• Recorded data:
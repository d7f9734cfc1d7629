//! Format detection.
//!
//! Classification is extension-first. Only when the extension says nothing
//! useful do we open the file and sniff its first kilobyte, trying UTF-8,
//! then GBK, then Latin-1, and accepting the buffer as text when it is mostly
//! printable and not full of early NUL bytes.

use serde::{Serialize, Serializer};
use std::fmt;
use std::fs::File;
use std::io::Read;
use std::path::Path;
use tracing::debug;

const SNIFF_BYTES: u64 = 1024;
const NUL_WINDOW_CHARS: usize = 100;
const MAX_EARLY_NULS: usize = 5;
const MIN_PRINTABLE_RATIO: f64 = 0.80;

const TEXT_EXTENSIONS: &[&str] = &[
    "txt", "md", "py", "js", "css", "json", "xml", "csv", "log", "java", "cpp", "c", "h", "php",
    "rb", "go", "rs", "swift", "kt", "scala", "sh", "bat", "ps1", "sql", "yaml", "yml", "ini",
    "cfg", "conf", "toml",
];

const CODE_EXTENSIONS: &[&str] = &[
    "py", "js", "css", "java", "cpp", "c", "h", "php", "rb", "go", "rs", "swift", "kt", "scala",
    "sh", "bat", "ps1", "sql",
];

/// Short type label shown next to a file.
#[derive(Debug, Clone, PartialEq, Eq, Hash)]
pub enum FormatLabel {
    Pdf,
    Epub,
    Cbz,
    Fb2,
    Md,
    Html,
    Txt,
    Json,
    Xml,
    Csv,
    Log,
    Py,
    Js,
    Css,
    Java,
    Cpp,
    C,
    H,
    Php,
    Ruby,
    Go,
    Rust,
    Swift,
    Kotlin,
    Scala,
    Bash,
    Bat,
    Ps1,
    Sql,
    Yaml,
    /// Unlisted extension, upper-cased.
    Other(String),
    /// No extension at all.
    File,
    /// The file could not be inspected.
    Error,
}

impl FormatLabel {
    pub fn from_extension(ext: &str) -> Self {
        match ext {
            "pdf" => Self::Pdf,
            "epub" => Self::Epub,
            "cbz" => Self::Cbz,
            "fb2" => Self::Fb2,
            "md" => Self::Md,
            "html" | "htm" => Self::Html,
            "txt" => Self::Txt,
            "json" => Self::Json,
            "xml" => Self::Xml,
            "csv" => Self::Csv,
            "log" => Self::Log,
            "py" => Self::Py,
            "js" => Self::Js,
            "css" => Self::Css,
            "java" => Self::Java,
            "cpp" | "cc" | "cxx" => Self::Cpp,
            "c" => Self::C,
            "h" | "hpp" => Self::H,
            "php" => Self::Php,
            "rb" => Self::Ruby,
            "go" => Self::Go,
            "rs" => Self::Rust,
            "swift" => Self::Swift,
            "kt" => Self::Kotlin,
            "scala" => Self::Scala,
            "sh" => Self::Bash,
            "bat" => Self::Bat,
            "ps1" => Self::Ps1,
            "sql" => Self::Sql,
            "yaml" | "yml" => Self::Yaml,
            "" => Self::File,
            other => Self::Other(other.to_ascii_uppercase()),
        }
    }

    pub fn as_str(&self) -> &str {
        match self {
            Self::Pdf => "PDF",
            Self::Epub => "EPUB",
            Self::Cbz => "CBZ",
            Self::Fb2 => "FB2",
            Self::Md => "MD",
            Self::Html => "HTML",
            Self::Txt => "TXT",
            Self::Json => "JSON",
            Self::Xml => "XML",
            Self::Csv => "CSV",
            Self::Log => "LOG",
            Self::Py => "PY",
            Self::Js => "JS",
            Self::Css => "CSS",
            Self::Java => "JAVA",
            Self::Cpp => "C++",
            Self::C => "C",
            Self::H => "H",
            Self::Php => "PHP",
            Self::Ruby => "RUBY",
            Self::Go => "GO",
            Self::Rust => "RUST",
            Self::Swift => "SWIFT",
            Self::Kotlin => "KOTLIN",
            Self::Scala => "SCALA",
            Self::Bash => "BASH",
            Self::Bat => "BAT",
            Self::Ps1 => "PS1",
            Self::Sql => "SQL",
            Self::Yaml => "YAML",
            Self::Other(label) => label,
            Self::File => "FILE",
            Self::Error => "ERROR",
        }
    }
}

impl fmt::Display for FormatLabel {
    fn fmt(&self, f: &mut fmt::Formatter<'_>) -> fmt::Result {
        f.write_str(self.as_str())
    }
}

impl Serialize for FormatLabel {
    fn serialize<S: Serializer>(&self, serializer: S) -> Result<S::Ok, S::Error> {
        serializer.serialize_str(self.as_str())
    }
}

/// Which pipeline a file is routed to.
#[derive(Debug, Clone, Copy, PartialEq, Eq, Serialize)]
#[serde(rename_all = "snake_case")]
pub enum FormatFamily {
    Pdf,
    Epub,
    Cbz,
    Fb2,
    Html,
    Markdown,
    Code,
    Text,
    Binary,
}

impl FormatFamily {
    fn is_container(self) -> bool {
        matches!(
            self,
            Self::Pdf | Self::Epub | Self::Cbz | Self::Fb2 | Self::Html
        )
    }
}

#[derive(Debug, Clone, PartialEq, Eq, Serialize)]
pub struct Classification {
    pub label: FormatLabel,
    pub family: FormatFamily,
    pub is_text_like: bool,
    pub is_readable_in_app: bool,
}

/// Lower-cased extension without the dot, or an empty string.
pub fn extension_of(path: &Path) -> String {
    path.extension()
        .and_then(|ext| ext.to_str())
        .map(|ext| ext.to_ascii_lowercase())
        .unwrap_or_default()
}

pub fn classify(path: &Path) -> Classification {
    let ext = extension_of(path);
    let label = FormatLabel::from_extension(&ext);
    let by_extension = family_for_extension(&ext);

    let is_text_like = if TEXT_EXTENSIONS.contains(&ext.as_str()) {
        true
    } else if by_extension.is_some_and(FormatFamily::is_container) {
        false
    } else {
        sniff_file(path)
    };

    let family = match by_extension {
        Some(family) => family,
        None if is_text_like => FormatFamily::Text,
        None => FormatFamily::Binary,
    };
    let is_readable_in_app = is_text_like || family.is_container();

    debug!(
        path = %path.display(),
        label = %label,
        ?family,
        is_text_like,
        "Classified file"
    );
    Classification {
        label,
        family,
        is_text_like,
        is_readable_in_app,
    }
}

fn family_for_extension(ext: &str) -> Option<FormatFamily> {
    match ext {
        "pdf" => Some(FormatFamily::Pdf),
        "epub" => Some(FormatFamily::Epub),
        "cbz" => Some(FormatFamily::Cbz),
        "fb2" => Some(FormatFamily::Fb2),
        "html" | "htm" => Some(FormatFamily::Html),
        "md" => Some(FormatFamily::Markdown),
        _ if is_code_extension(ext) => Some(FormatFamily::Code),
        _ if TEXT_EXTENSIONS.contains(&ext) => Some(FormatFamily::Text),
        _ => None,
    }
}

pub fn is_code_extension(ext: &str) -> bool {
    CODE_EXTENSIONS.contains(&ext)
}

/// Syntax-highlighting language for a code extension.
pub fn language_for_extension(ext: &str) -> &'static str {
    match ext {
        "py" => "python",
        "js" => "javascript",
        "css" => "css",
        "java" => "java",
        "cpp" => "cpp",
        "c" | "h" => "c",
        "php" => "php",
        "rb" => "ruby",
        "go" => "go",
        "rs" => "rust",
        "swift" => "swift",
        "kt" => "kotlin",
        "scala" => "scala",
        "sh" => "bash",
        "bat" => "batch",
        "ps1" => "powershell",
        "sql" => "sql",
        "yaml" | "yml" => "yaml",
        "json" => "json",
        "xml" => "xml",
        _ => "text",
    }
}

fn sniff_file(path: &Path) -> bool {
    let mut chunk = Vec::with_capacity(SNIFF_BYTES as usize);
    let read = File::open(path).and_then(|file| file.take(SNIFF_BYTES).read_to_end(&mut chunk));
    match read {
        Ok(_) => sniff_text(&chunk),
        Err(err) => {
            debug!(path = %path.display(), "Could not sniff file: {err}");
            false
        }
    }
}

/// Decide whether a leading chunk of bytes looks like text.
pub fn sniff_text(chunk: &[u8]) -> bool {
    if chunk.is_empty() {
        return false;
    }
    let candidates = [
        decode_utf8_prefix(chunk),
        encoding_rs::GBK
            .decode_without_bom_handling_and_without_replacement(chunk)
            .map(|text| text.into_owned()),
        Some(decode_latin1(chunk)),
    ];
    candidates
        .into_iter()
        .flatten()
        .any(|decoded| looks_like_text(&decoded))
}

/// UTF-8 decode that tolerates a multi-byte sequence cut off by the chunk end.
fn decode_utf8_prefix(chunk: &[u8]) -> Option<String> {
    match std::str::from_utf8(chunk) {
        Ok(text) => Some(text.to_string()),
        Err(err) if err.error_len().is_none() => {
            std::str::from_utf8(&chunk[..err.valid_up_to()])
                .ok()
                .map(str::to_string)
        }
        Err(_) => None,
    }
}

// Latin-1 maps each byte to the code point of the same value.
fn decode_latin1(chunk: &[u8]) -> String {
    chunk.iter().map(|&b| char::from(b)).collect()
}

fn looks_like_text(decoded: &str) -> bool {
    let early_nuls = decoded
        .chars()
        .take(NUL_WINDOW_CHARS)
        .filter(|&c| c == '\0')
        .count();
    if early_nuls > MAX_EARLY_NULS {
        return false;
    }

    let total = decoded.chars().count();
    if total == 0 {
        return false;
    }
    let printable = decoded
        .chars()
        .filter(|c| !c.is_control() || c.is_whitespace())
        .count();
    printable as f64 / total as f64 > MIN_PRINTABLE_RATIO
}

• What is required: Quote the records above exactly, from the first line through the line containing "it is mostly", and nothing more.

• Solved problem:
repository d7f9734cfc1d7629
//! Format detection.
//!
//! Classification is extension-first. Only when the extension says nothing
//! useful do we open the file and sniff its first kilobyte, trying UTF-8,
//! then GBK, then Latin-1, and accepting the buffer as text when it is mostly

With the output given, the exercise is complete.